In den letzten Jahren war sie zu Gast bei solchen Festivals wie dem Braunschweiger Kammermusikpodium, dem Schleswig – Holstein Musik Festival, den Internationalen Telemann – Festtagen, den Festspielen Mecklenburg – Vorpommern, dem Rheingau Musikfestival, den Ludwigsburger Schlossfestspielen, den Internationalen Musikfestwochen Luzern (Schweiz), dem Internationalen Festival „Rückkehr“ (Moskau, Russland), Moulin d’Andé (Frankreich) und dem Internationalen Muziekzomer Gelderland (Niederlande).

 

Als Kammermusikpartnerin ebenfalls sehr gefragt, trat sie an der Seite solcher Künstler auf wie James Tocco, Gert von Bülow, Denis Goldfeld, Priya Mitchell, Aleksandr Khramouchin, Guillaume Martigné, Quartetto Prometeo sowie Aviv Quartett.
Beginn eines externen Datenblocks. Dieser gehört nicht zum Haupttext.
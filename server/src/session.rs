//! Per-match state machine: two participants, one secret word
//!
//! A session starts `Playing` and moves to `Finished` exactly once, on the
//! first of: a win, both participants exhausting their attempts, an
//! exhaustion while the opponent is unreachable, or a disconnect. Events that
//! arrive afterwards are rejected without touching any state, which is what
//! makes a `Won` processed before a concurrent `Exhausted` take precedence.
//!
//! The state machine never talks to the network. Each transition returns a
//! list of [`Notice`]s that the coordinator delivers in order.

use crate::error::SessionError;
use log::info;
use shared::{ConnectionId, GameResult, ServerEvent, SessionId};
use std::time::{Duration, Instant};

#[derive(Debug, Clone, Copy, PartialEq, Eq)]
pub enum SessionStatus {
    Playing,
    Finished,
}

/// One connection's role within a session.
#[derive(Debug, Clone, PartialEq, Eq)]
pub struct Participant {
    pub connection: ConnectionId,
    pub name: String,
    /// Set once, when the participant wins or runs out of attempts.
    pub finished: bool,
    /// Attempts used, recorded at the moment `finished` becomes true.
    pub attempts: u32,
    /// The connection has gone away. Only used for reaping.
    pub departed: bool,
}

impl Participant {
    pub fn new(connection: ConnectionId, name: impl Into<String>) -> Self {
        Self {
            connection,
            name: name.into(),
            finished: false,
            attempts: 0,
            departed: false,
        }
    }
}

/// Side effect requested by a session transition.
#[derive(Debug, Clone, PartialEq, Eq)]
pub enum Notice {
    /// Unicast to one participant.
    Send {
        to: ConnectionId,
        event: ServerEvent,
    },
    /// Multicast to the session's group.
    Group(ServerEvent),
    /// Credit one win to this player on the leaderboard.
    Credit(String),
}

#[derive(Debug)]
pub struct Session {
    id: SessionId,
    participants: [Participant; 2],
    word: String,
    status: SessionStatus,
    winner: Option<String>,
    created_at: Instant,
    finished_at: Option<Instant>,
}

impl Session {
    pub fn new(id: SessionId, word: impl Into<String>, first: Participant, second: Participant) -> Self {
        Self {
            id,
            participants: [first, second],
            word: word.into(),
            status: SessionStatus::Playing,
            winner: None,
            created_at: Instant::now(),
            finished_at: None,
        }
    }

    pub fn id(&self) -> &SessionId {
        &self.id
    }

    pub fn word(&self) -> &str {
        &self.word
    }

    pub fn status(&self) -> SessionStatus {
        self.status
    }

    pub fn is_playing(&self) -> bool {
        self.status == SessionStatus::Playing
    }

    pub fn winner(&self) -> Option<&str> {
        self.winner.as_deref()
    }

    pub fn participants(&self) -> &[Participant; 2] {
        &self.participants
    }

    pub fn created_at(&self) -> Instant {
        self.created_at
    }

    pub fn finished_at(&self) -> Option<Instant> {
        self.finished_at
    }

    pub fn has_participant(&self, connection: ConnectionId) -> bool {
        self.seat_of(connection).is_some()
    }

    pub fn participant(&self, connection: ConnectionId) -> Option<&Participant> {
        self.seat_of(connection).map(|seat| &self.participants[seat])
    }

    pub fn opponent_of(&self, connection: ConnectionId) -> Option<&Participant> {
        self.seat_of(connection)
            .map(|seat| &self.participants[1 - seat])
    }

    /// `gameStarted` for each participant, with the names swapped per
    /// recipient.
    pub fn start_events(&self) -> [(ConnectionId, ServerEvent); 2] {
        let [first, second] = &self.participants;
        [(first, second), (second, first)].map(|(me, opponent)| {
            (
                me.connection,
                ServerEvent::GameStarted {
                    room_id: self.id.clone(),
                    word: self.word.clone(),
                    opponent_name: opponent.name.clone(),
                    my_name: me.name.clone(),
                },
            )
        })
    }

    /// The acting participant guessed the word.
    pub fn record_win<F>(
        &mut self,
        connection: ConnectionId,
        attempts: u32,
        is_live: F,
    ) -> Result<Vec<Notice>, SessionError>
    where
        F: Fn(ConnectionId) -> bool,
    {
        let seat = self.active_seat(connection)?;
        let opponent_live = self.opponent_reachable(seat, &is_live);

        let actor = &mut self.participants[seat];
        actor.finished = true;
        actor.attempts = attempts;
        let winner = actor.name.clone();

        self.winner = Some(winner.clone());
        self.finish();
        info!(
            "{} won in room {} with {} attempts",
            winner, self.id, attempts
        );

        let mut notices = vec![
            Notice::Credit(winner.clone()),
            Notice::Send {
                to: connection,
                event: ServerEvent::GameOver {
                    result: GameResult::Win,
                    word: self.word.clone(),
                    message: format!("You guessed it in {} tries!", attempts),
                    winner: Some(winner.clone()),
                    attempts: Some(attempts),
                },
            },
        ];

        if opponent_live {
            notices.push(Notice::Send {
                to: self.participants[1 - seat].connection,
                event: ServerEvent::GameOver {
                    result: GameResult::Lose,
                    word: self.word.clone(),
                    message: format!("{} finished first in {} tries!", winner, attempts),
                    winner: Some(winner),
                    attempts: Some(attempts),
                },
            });
        }

        Ok(notices)
    }

    /// The acting participant used every attempt without finding the word.
    pub fn record_exhausted<F>(
        &mut self,
        connection: ConnectionId,
        attempts: u32,
        is_live: F,
    ) -> Result<Vec<Notice>, SessionError>
    where
        F: Fn(ConnectionId) -> bool,
    {
        let seat = self.active_seat(connection)?;
        let opponent_live = self.opponent_reachable(seat, &is_live);

        let actor = &mut self.participants[seat];
        actor.finished = true;
        actor.attempts = attempts;
        let actor_name = actor.name.clone();
        info!("{} used all attempts in room {}", actor_name, self.id);

        let opponent = &self.participants[1 - seat];

        if opponent.finished {
            // A finished opponent without a winner means both ran out.
            self.finish();
            return Ok(vec![Notice::Group(ServerEvent::GameOver {
                result: GameResult::Draw,
                word: self.word.clone(),
                message: "Neither of you got the word! It's a draw.".to_string(),
                winner: None,
                attempts: None,
            })]);
        }

        if opponent_live {
            return Ok(vec![
                Notice::Send {
                    to: connection,
                    event: ServerEvent::WaitingForOpponentFinish {
                        word: self.word.clone(),
                        message: "You didn't get it. Waiting for opponent...".to_string(),
                    },
                },
                Notice::Send {
                    to: opponent.connection,
                    event: ServerEvent::OpponentUpdate {
                        message: format!("{} has used all their attempts.", actor_name),
                    },
                },
            ]);
        }

        self.finish();
        Ok(vec![Notice::Send {
            to: connection,
            event: ServerEvent::GameOver {
                result: GameResult::Draw,
                word: self.word.clone(),
                message: "You didn't get the word, and opponent is unavailable.".to_string(),
                winner: None,
                attempts: None,
            },
        }])
    }

    /// The participant's connection went away.
    ///
    /// Always marks the participant as departed. A session still being
    /// played is finished, and a reachable opponent wins by default.
    pub fn record_disconnect<F>(
        &mut self,
        connection: ConnectionId,
        is_live: F,
    ) -> Result<Vec<Notice>, SessionError>
    where
        F: Fn(ConnectionId) -> bool,
    {
        let seat = self
            .seat_of(connection)
            .ok_or_else(|| SessionError::NotAParticipant {
                session: self.id.clone(),
                connection,
            })?;
        self.participants[seat].departed = true;

        if !self.is_playing() {
            return Ok(Vec::new());
        }

        let opponent_live = self.opponent_reachable(seat, &is_live);
        self.finish();

        if !opponent_live {
            return Ok(Vec::new());
        }

        let departed_name = self.participants[seat].name.clone();
        let opponent = &self.participants[1 - seat];
        self.winner = Some(opponent.name.clone());
        info!(
            "{} wins by default in room {} as {} disconnected",
            opponent.name, self.id, departed_name
        );

        Ok(vec![
            Notice::Credit(opponent.name.clone()),
            Notice::Send {
                to: opponent.connection,
                event: ServerEvent::GameOver {
                    result: GameResult::Win,
                    word: self.word.clone(),
                    message: format!("{} disconnected. You win!", departed_name),
                    winner: Some(opponent.name.clone()),
                    attempts: None,
                },
            },
        ])
    }

    /// Both connections are gone; nobody can observe this session again.
    pub fn is_abandoned(&self) -> bool {
        self.participants.iter().all(|p| p.departed)
    }

    /// Finished for at least `ttl` as of `now`.
    pub fn is_expired(&self, now: Instant, ttl: Duration) -> bool {
        self.finished_at
            .map(|at| now.saturating_duration_since(at) >= ttl)
            .unwrap_or(false)
    }

    fn seat_of(&self, connection: ConnectionId) -> Option<usize> {
        self.participants
            .iter()
            .position(|p| p.connection == connection)
    }

    /// Seat of a participant allowed to act: session playing, participant
    /// not yet finished.
    fn active_seat(&self, connection: ConnectionId) -> Result<usize, SessionError> {
        let seat = self
            .seat_of(connection)
            .ok_or_else(|| SessionError::NotAParticipant {
                session: self.id.clone(),
                connection,
            })?;
        if !self.is_playing() {
            return Err(SessionError::SessionAlreadyFinished(self.id.clone()));
        }
        if self.participants[seat].finished {
            return Err(SessionError::ParticipantAlreadyFinished(connection));
        }
        Ok(seat)
    }

    fn opponent_reachable<F>(&self, seat: usize, is_live: &F) -> bool
    where
        F: Fn(ConnectionId) -> bool,
    {
        let opponent = &self.participants[1 - seat];
        !opponent.departed && is_live(opponent.connection)
    }

    fn finish(&mut self) {
        self.status = SessionStatus::Finished;
        self.finished_at = Some(Instant::now());
    }
}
Geboren wurde Sofja Gülbadamova 1981 in Moskau (Russland). Ihre musikalische Ausbildung fing sie 1986 an der weltberühmten Gnessins’ Spezialmusikschule (später Lyzeum) für hochbegabte Kinder in der Klasse von Michail Chochlov an. 1996 setzte sie ihr Studium beim amerikanischen Ausnahmepianisten Prof. James Tocco an der Musikhochschule Lübeck fort, später studierte sie bei Prof. Jacques Rouvier (CNSMD de Paris) und rundete ihre Ausbildung mit der Unterstützung der Zaleski Stiftung an der legendären Ecole Normale de Cortot in Paris ab, wo sie u.a. bei Guigla Katsarava Unterricht nahm und 2009 ihr Diplôme Supérieur de Concertiste (Konzertexamen) „à l’unanimité et avec les félicitations du Jury“ (einstimmig und mit den Glückwünschen der Jury) abschloss. Der Jury gehörten unter anderem solch namhafte Pianisten an wie Gabriel Tacchino und Aldo Ciccolini.